WHAT YOU NEED TO DO ▸ Find and copy every line in the records that includes the string "ProcessingOptions".

PROVIDED DATA ▸
————
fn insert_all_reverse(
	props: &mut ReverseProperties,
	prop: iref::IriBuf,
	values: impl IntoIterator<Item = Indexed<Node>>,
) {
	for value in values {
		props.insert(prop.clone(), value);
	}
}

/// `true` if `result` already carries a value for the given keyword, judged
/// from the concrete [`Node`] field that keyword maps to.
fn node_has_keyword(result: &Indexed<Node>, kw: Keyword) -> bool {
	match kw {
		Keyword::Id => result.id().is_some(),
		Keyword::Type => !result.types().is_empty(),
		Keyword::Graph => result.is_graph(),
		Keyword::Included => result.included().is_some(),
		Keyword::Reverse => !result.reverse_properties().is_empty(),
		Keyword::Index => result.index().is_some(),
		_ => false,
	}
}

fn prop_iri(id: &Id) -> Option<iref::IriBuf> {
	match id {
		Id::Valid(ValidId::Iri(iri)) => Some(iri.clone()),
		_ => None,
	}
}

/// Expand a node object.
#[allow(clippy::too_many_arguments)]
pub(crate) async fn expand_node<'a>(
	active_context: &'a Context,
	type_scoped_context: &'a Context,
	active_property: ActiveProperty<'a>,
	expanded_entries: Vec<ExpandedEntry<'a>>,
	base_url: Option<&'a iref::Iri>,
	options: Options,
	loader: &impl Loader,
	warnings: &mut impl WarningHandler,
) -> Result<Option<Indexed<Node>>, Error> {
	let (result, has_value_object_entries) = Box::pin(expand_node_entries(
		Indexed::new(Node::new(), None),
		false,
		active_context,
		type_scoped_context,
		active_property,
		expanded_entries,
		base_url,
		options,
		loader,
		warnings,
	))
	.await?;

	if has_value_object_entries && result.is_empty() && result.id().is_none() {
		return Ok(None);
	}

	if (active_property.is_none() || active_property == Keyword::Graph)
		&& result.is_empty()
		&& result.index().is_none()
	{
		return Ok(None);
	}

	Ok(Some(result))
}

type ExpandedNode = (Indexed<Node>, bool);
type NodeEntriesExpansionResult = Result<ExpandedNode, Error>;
————
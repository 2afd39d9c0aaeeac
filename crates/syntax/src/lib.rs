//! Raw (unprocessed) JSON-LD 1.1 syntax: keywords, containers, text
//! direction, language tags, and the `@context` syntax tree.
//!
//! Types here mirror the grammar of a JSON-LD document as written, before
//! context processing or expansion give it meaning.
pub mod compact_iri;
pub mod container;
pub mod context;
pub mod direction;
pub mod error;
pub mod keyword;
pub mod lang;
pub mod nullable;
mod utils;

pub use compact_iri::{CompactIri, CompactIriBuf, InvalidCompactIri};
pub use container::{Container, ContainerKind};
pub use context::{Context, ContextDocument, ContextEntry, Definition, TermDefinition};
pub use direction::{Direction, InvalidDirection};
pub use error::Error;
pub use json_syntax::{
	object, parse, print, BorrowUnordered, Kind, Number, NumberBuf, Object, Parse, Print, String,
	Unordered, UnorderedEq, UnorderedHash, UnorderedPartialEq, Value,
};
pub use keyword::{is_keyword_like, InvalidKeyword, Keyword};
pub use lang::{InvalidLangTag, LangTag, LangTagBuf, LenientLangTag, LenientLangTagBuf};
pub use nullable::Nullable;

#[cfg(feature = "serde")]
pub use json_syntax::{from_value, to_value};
————
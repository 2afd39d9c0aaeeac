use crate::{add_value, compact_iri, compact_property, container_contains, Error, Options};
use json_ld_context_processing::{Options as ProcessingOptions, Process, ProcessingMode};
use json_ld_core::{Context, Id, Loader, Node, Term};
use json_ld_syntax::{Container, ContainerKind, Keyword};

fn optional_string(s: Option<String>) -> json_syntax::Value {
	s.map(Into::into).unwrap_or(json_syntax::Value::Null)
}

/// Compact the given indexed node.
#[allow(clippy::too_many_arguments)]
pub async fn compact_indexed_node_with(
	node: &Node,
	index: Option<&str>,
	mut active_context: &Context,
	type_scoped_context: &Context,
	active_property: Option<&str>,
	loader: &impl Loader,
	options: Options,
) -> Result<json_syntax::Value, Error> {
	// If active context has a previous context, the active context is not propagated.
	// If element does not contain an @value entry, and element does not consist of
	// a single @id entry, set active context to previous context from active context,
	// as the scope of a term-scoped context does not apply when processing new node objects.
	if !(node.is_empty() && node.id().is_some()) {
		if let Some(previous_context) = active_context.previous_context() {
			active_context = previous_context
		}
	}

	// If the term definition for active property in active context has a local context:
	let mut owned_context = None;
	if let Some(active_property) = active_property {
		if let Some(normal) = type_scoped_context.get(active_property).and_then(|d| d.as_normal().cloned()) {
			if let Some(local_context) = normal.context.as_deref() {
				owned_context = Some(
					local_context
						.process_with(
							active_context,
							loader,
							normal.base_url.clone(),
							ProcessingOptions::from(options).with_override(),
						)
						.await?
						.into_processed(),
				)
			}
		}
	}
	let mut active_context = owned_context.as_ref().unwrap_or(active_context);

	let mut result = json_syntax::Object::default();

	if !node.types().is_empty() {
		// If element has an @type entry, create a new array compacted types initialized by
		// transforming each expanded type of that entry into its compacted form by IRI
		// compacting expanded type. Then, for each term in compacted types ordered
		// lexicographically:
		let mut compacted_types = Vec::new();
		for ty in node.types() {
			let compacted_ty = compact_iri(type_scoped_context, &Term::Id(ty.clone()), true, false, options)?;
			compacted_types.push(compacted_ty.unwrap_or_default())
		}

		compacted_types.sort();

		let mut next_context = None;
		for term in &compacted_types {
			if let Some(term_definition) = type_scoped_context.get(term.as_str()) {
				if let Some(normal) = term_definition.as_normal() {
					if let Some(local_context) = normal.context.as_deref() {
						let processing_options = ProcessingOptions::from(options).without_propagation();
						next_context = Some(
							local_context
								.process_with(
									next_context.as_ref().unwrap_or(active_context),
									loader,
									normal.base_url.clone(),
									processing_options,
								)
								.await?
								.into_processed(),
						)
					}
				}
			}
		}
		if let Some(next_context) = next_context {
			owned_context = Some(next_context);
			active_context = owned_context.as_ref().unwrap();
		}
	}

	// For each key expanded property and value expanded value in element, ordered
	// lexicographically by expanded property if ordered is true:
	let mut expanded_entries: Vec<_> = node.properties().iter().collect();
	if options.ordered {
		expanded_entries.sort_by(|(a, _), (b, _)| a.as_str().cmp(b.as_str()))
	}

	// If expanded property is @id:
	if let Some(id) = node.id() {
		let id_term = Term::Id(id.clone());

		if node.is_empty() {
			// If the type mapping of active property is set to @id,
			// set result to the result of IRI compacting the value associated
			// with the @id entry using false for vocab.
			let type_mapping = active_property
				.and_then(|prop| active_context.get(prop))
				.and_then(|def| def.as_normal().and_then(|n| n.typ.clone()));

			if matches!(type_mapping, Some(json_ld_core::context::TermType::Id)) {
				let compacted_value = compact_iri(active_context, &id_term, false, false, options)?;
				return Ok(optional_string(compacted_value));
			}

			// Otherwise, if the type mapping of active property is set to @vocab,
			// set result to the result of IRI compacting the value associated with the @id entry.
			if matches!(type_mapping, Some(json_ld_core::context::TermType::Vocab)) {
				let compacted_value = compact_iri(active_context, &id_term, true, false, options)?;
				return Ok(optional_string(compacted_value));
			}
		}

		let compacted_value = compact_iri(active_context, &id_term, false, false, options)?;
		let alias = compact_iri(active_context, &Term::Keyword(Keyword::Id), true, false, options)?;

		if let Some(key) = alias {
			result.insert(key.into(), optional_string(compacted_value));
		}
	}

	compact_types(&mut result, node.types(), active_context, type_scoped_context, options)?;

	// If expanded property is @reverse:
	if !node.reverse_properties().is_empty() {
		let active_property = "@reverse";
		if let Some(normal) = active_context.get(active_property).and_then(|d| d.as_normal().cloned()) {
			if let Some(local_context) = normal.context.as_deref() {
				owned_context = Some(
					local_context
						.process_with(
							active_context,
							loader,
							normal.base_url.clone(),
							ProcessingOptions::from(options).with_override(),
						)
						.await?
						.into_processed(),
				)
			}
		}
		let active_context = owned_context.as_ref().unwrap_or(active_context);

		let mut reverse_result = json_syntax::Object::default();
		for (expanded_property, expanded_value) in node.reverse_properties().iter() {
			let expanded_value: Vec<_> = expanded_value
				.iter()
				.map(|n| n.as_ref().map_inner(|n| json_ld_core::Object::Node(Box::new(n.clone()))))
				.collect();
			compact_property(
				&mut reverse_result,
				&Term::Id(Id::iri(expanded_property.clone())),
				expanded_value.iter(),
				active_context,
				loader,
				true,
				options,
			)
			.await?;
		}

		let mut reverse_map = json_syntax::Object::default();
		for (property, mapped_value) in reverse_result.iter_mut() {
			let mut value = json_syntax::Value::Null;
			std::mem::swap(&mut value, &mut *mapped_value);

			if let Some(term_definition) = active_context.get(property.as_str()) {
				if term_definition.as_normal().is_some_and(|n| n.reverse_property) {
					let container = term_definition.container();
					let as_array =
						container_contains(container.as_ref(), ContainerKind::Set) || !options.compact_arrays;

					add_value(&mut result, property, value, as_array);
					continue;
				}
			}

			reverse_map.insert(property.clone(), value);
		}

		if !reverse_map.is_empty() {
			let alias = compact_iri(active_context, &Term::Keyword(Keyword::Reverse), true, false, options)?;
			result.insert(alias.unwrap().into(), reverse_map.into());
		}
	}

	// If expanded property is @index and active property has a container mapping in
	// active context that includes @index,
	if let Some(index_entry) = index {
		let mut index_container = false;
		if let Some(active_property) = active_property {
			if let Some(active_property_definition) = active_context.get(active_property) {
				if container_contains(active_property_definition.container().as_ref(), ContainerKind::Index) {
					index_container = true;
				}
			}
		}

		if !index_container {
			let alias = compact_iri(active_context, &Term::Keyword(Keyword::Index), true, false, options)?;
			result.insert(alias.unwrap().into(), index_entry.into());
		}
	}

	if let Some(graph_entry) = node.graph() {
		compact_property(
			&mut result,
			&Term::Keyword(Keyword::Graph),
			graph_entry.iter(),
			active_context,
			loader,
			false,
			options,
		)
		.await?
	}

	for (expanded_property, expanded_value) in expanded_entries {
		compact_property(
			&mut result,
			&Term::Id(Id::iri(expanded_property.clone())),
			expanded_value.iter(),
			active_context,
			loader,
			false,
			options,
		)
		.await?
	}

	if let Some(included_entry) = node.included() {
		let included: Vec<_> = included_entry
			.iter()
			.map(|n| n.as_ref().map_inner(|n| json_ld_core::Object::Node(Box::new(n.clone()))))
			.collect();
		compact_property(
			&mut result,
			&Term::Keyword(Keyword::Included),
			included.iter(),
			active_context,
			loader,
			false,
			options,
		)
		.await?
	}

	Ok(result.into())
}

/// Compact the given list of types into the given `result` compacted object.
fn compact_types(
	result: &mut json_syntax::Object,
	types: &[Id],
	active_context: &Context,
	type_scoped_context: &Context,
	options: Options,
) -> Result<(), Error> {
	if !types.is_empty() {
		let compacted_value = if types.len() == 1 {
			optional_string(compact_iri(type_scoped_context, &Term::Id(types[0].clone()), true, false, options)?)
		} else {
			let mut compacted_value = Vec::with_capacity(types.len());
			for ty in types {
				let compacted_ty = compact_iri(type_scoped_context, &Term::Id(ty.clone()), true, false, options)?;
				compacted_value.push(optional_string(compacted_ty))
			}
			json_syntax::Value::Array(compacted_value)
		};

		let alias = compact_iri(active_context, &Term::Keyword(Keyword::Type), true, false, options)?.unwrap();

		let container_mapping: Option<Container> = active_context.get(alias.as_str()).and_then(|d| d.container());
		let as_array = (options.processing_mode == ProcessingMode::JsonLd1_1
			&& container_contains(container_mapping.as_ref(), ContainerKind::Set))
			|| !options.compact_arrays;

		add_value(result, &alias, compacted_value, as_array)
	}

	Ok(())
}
————
REPLY ▸
use json_ld_context_processing::{Options as ProcessingOptions, Process, ProcessingMode};
							ProcessingOptions::from(options).with_override(),
						let processing_options = ProcessingOptions::from(options).without_propagation();
							ProcessingOptions::from(options).with_override(),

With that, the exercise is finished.